Aversion to loss is another very well-known psychological factor that contributes to status quo bias. Loss aversion is a well-documented tendency for individuals to value losses at higher amounts than gains. It might take a possible $500 gain to overcome a possible $200 loss. Whatever the current situation is, say we are at war, then many people will not be willing to give up their ownership of it unless the prospective gain far exceeds the loss. For example, if they fear civil war in Iraq from withdrawing, then they have to be shown a much greater gain to overcome that fear. If, for example, American deaths were twice as large, then the gain of ending these deaths might be enough to change some views toward withdrawal. But because the gains have to exceed the losses by a substantial factor, loss aversion creates a bias in favor of the status quo.
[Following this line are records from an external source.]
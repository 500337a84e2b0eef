//! Per-server connection pool
//!
//! A bounded set of authenticated sessions. Lending is FIFO-fair through a
//! semaphore; idle connections are reused, broken ones are closed and
//! replaced without counting against capacity. The pool is the sole owner of
//! the server's [`ServerHealth`] record.

use std::sync::{Arc, Mutex};
use tokio_util::sync::CancellationToken;

use crate::config::{ClientConfig, ServerConfig};
use crate::error::{Error, Result};
use crate::types::ServerHealth;

use super::connection::NntpConnection;

/// Bounded pool of connections to one server
pub struct ServerPool {
    config: ServerConfig,
    client_config: ClientConfig,
    semaphore: Arc<tokio::sync::Semaphore>,
    idle: Mutex<Vec<NntpConnection>>,
    health: Mutex<ServerHealth>,
}

impl ServerPool {
    /// Create an empty pool for a server; connections are dialed on demand
    pub fn new(config: ServerConfig, client_config: ClientConfig) -> Arc<Self> {
        let capacity = config.max_connections;
        Arc::new(Self {
            health: Mutex::new(ServerHealth::new(config.id.clone())),
            config,
            client_config,
            semaphore: Arc::new(tokio::sync::Semaphore::new(capacity)),
            idle: Mutex::new(Vec::with_capacity(capacity)),
        })
    }

    /// Server configuration this pool serves
    pub fn config(&self) -> &ServerConfig {
        &self.config
    }

    /// Borrow a connection, dialing a fresh one when no idle session exists
    ///
    /// Waits FIFO when the pool is at capacity. Fails fast when the server
    /// has been disabled by an authentication failure.
    pub async fn acquire(self: &Arc<Self>, cancel: &CancellationToken) -> Result<PooledConnection> {
        if !self.snapshot().available {
            return Err(Error::Fatal(format!(
                "server '{}' is disabled until reconfigured",
                self.config.id
            )));
        }

        let permit = tokio::select! {
            permit = self.semaphore.clone().acquire_owned() => {
                permit.map_err(|_| Error::Transient("pool closed".into()))?
            }
            _ = cancel.cancelled() => return Err(Error::Cancelled),
        };

        if let Some(conn) = self.pop_idle() {
            return Ok(PooledConnection {
                conn: Some(conn),
                pool: Arc::clone(self),
                _permit: permit,
            });
        }

        let dial = NntpConnection::connect(&self.config, &self.client_config);
        let conn = tokio::select! {
            result = dial => result,
            _ = cancel.cancelled() => return Err(Error::Cancelled),
        };

        match conn {
            Ok(conn) => Ok(PooledConnection {
                conn: Some(conn),
                pool: Arc::clone(self),
                _permit: permit,
            }),
            Err(e) => {
                self.record_failure(&e);
                Err(e)
            }
        }
    }

    /// Number of connections currently lent out
    pub fn in_use(&self) -> usize {
        self.config.max_connections - self.semaphore.available_permits()
    }

    /// True when every connection is lent out
    pub fn is_saturated(&self) -> bool {
        self.semaphore.available_permits() == 0
    }

    /// Snapshot of the server's health record
    pub fn snapshot(&self) -> ServerHealth {
        self.lock_health().clone()
    }

    /// Record a successful call (data returned)
    pub fn record_success(&self) {
        let mut health = self.lock_health();
        health.consecutive_failures = 0;
        health.total_successes += 1;
        health.last_success_at = Some(chrono::Utc::now());
    }

    /// Record a definitive 430/423 — a success that bumps the not-found count
    pub fn record_not_found(&self) {
        let mut health = self.lock_health();
        health.consecutive_failures = 0;
        health.total_successes += 1;
        health.total_articles_not_found += 1;
        health.last_success_at = Some(chrono::Utc::now());
    }

    /// Record a failure; Unauthorized/Fatal disables the server.
    ///
    /// Returns the consecutive-failure count so the caller can feed the
    /// circuit breaker.
    pub fn record_failure(&self, error: &Error) -> u32 {
        let mut health = self.lock_health();
        match error {
            Error::Unauthorized(_) | Error::Fatal(_) => {
                health.available = false;
                health.last_failure_at = Some(chrono::Utc::now());
                health.last_error = Some(error.to_string());
                tracing::warn!(
                    server = %self.config.id,
                    error = %error,
                    "server disabled until reconfigured"
                );
            }
            Error::Cancelled => {}
            _ => {
                health.consecutive_failures += 1;
                health.total_failures += 1;
                health.last_failure_at = Some(chrono::Utc::now());
                health.last_error = Some(error.to_string());
            }
        }
        health.consecutive_failures
    }

    fn pop_idle(&self) -> Option<NntpConnection> {
        self.lock_idle().pop()
    }

    fn return_connection(&self, conn: NntpConnection) {
        if conn.is_clean() {
            self.lock_idle().push(conn);
        }
        // Broken connections are dropped here; the freed permit lets the next
        // borrower dial a replacement
    }

    fn lock_health(&self) -> std::sync::MutexGuard<'_, ServerHealth> {
        self.health.lock().unwrap_or_else(|e| e.into_inner())
    }

    fn lock_idle(&self) -> std::sync::MutexGuard<'_, Vec<NntpConnection>> {
        self.idle.lock().unwrap_or_else(|e| e.into_inner())
    }
}

/// A connection on loan from a [`ServerPool`]
///
/// Returning or dropping it gives the session back to the pool in `idle` if
/// the protocol state is clean, otherwise the session is closed.
pub struct PooledConnection {
    conn: Option<NntpConnection>,
    pool: Arc<ServerPool>,
    _permit: tokio::sync::OwnedSemaphorePermit,
}

impl PooledConnection {
    /// Access the underlying session
    pub fn conn(&mut self) -> &mut NntpConnection {
        self.conn
            .as_mut()
            .unwrap_or_else(|| unreachable!("taken only in Drop"))
    }

    /// Poison the session so it is closed instead of reused
    pub fn mark_broken(&mut self) {
        if let Some(conn) = self.conn.as_mut() {
            conn.mark_broken();
        }
    }

    /// Pool this connection belongs to (for health recording mid-stream)
    pub fn pool(&self) -> &Arc<ServerPool> {
        &self.pool
    }
}

impl Drop for PooledConnection {
    fn drop(&mut self) {
        if let Some(conn) = self.conn.take() {
            self.pool.return_connection(conn);
        }
    }
}

// unwrap/expect are acceptable in tests for concise failure-on-error assertions
#[allow(clippy::unwrap_used, clippy::expect_used)]
#[cfg(test)]
mod tests {
    use super::*;

    fn pool() -> Arc<ServerPool> {
        let server = ServerConfig {
            id: "s1".to_string(),
            name: String::new(),
            host: "127.0.0.1".to_string(),
            port: 119,
            tls: false,
            user: None,
            pass: None,
            max_connections: 2,
            priority: 0,
            enabled: true,
            retention_days: None,
        };
        ServerPool::new(server, ClientConfig::default())
    }

    #[test]
    fn not_found_counts_as_success() {
        let pool = pool();
        pool.record_failure(&Error::Transient("t".into()));
        pool.record_not_found();

        let health = pool.snapshot();
        assert_eq!(health.consecutive_failures, 0, "NotFound resets the streak");
        assert_eq!(health.total_successes, 1);
        assert_eq!(health.total_articles_not_found, 1);
        assert_eq!(health.total_failures, 1);
        assert!(health.available);
    }

    #[test]
    fn transient_failures_accumulate() {
        let pool = pool();
        for i in 1..=3 {
            let consecutive = pool.record_failure(&Error::Transient("boom".into()));
            assert_eq!(consecutive, i);
        }
        let health = pool.snapshot();
        assert_eq!(health.total_failures, 3);
        assert!(health.last_error.as_deref().unwrap().contains("boom"));
        assert!(health.available);
    }

    #[test]
    fn unauthorized_disables_the_server() {
        let pool = pool();
        pool.record_failure(&Error::Unauthorized("480".into()));
        assert!(!pool.snapshot().available);
    }

    #[test]
    fn cancellation_does_not_touch_health() {
        let pool = pool();
        pool.record_failure(&Error::Cancelled);
        let health = pool.snapshot();
        assert_eq!(health.total_failures, 0);
        assert_eq!(health.consecutive_failures, 0);
        assert!(health.available);
    }

    #[tokio::test]
    async fn acquire_fails_fast_on_disabled_server() {
        let pool = pool();
        pool.record_failure(&Error::Fatal("bad credentials".into()));
        let cancel = CancellationToken::new();
        let result = pool.acquire(&cancel).await;
        assert!(matches!(result, Err(Error::Fatal(_))));
    }

    #[tokio::test]
    async fn acquire_honors_cancellation_while_waiting() {
        let pool = pool();
        // Exhaust permits without dialing by forgetting them
        let p1 = pool.semaphore.clone().acquire_owned().await.unwrap();
        let p2 = pool.semaphore.clone().acquire_owned().await.unwrap();

        let cancel = CancellationToken::new();
        cancel.cancel();
        let result = pool.acquire(&cancel).await;
        assert!(matches!(result, Err(Error::Cancelled)));
        drop((p1, p2));
    }
}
In a democracy such as ours, there are strongly pro-war and strongly anti-war individuals who tend to cancel each other out. The question of support for what the rulers want to do will be decided by those in the middle. According to the up-for-grabs and status quo bias hypotheses, if these voters in the middle either have no strong preferences or preferences that can be swayed easily by psychological gimmicks, then it is easy for the rulers to get their way.

This is where the importance of ideology, stressed by Higgs, comes in. In the nineteenth century, the electorate may have held more strongly to the ideology that prevailed at the country’s birth. Their minds were neither up for grabs nor as easy to sway as today. The rulers could not get their way as easily, although some may have wanted to. Rulers also tended to be more greatly in the grip of the founding ideology or were elected as reflections of the voters’ beliefs.

In the twentieth century, after well over one hundred years of public school indoctrination and inculcation of socialist and other anti-American philosophies in colleges and universities, the original revolutionary ideology has been dimmed, lost, and/or replaced by new ideology. Now the middle-of-the-road voter lacks the firm anchors of understanding and belief that paleolibertarians still hang on to. In this respect, the minds of many critical swing voters are become as those of "children," easier to control and sway than 100 years ago.

Rulers do not actually require a change in ideology in order to get their way in a democracy and gain power. They can succeed in dominating the nation if enough of the electorate is made bereft of ideology, simply mute or dumb on critical issues. To help rulers succeed, public education needs only to remove minds from exposure to our culture’s founding ideas or present enough competing ideas so as to leave children confused and turned off of all ideology. Then the rulers can write their wills upon the tabulae rasae at opportune times.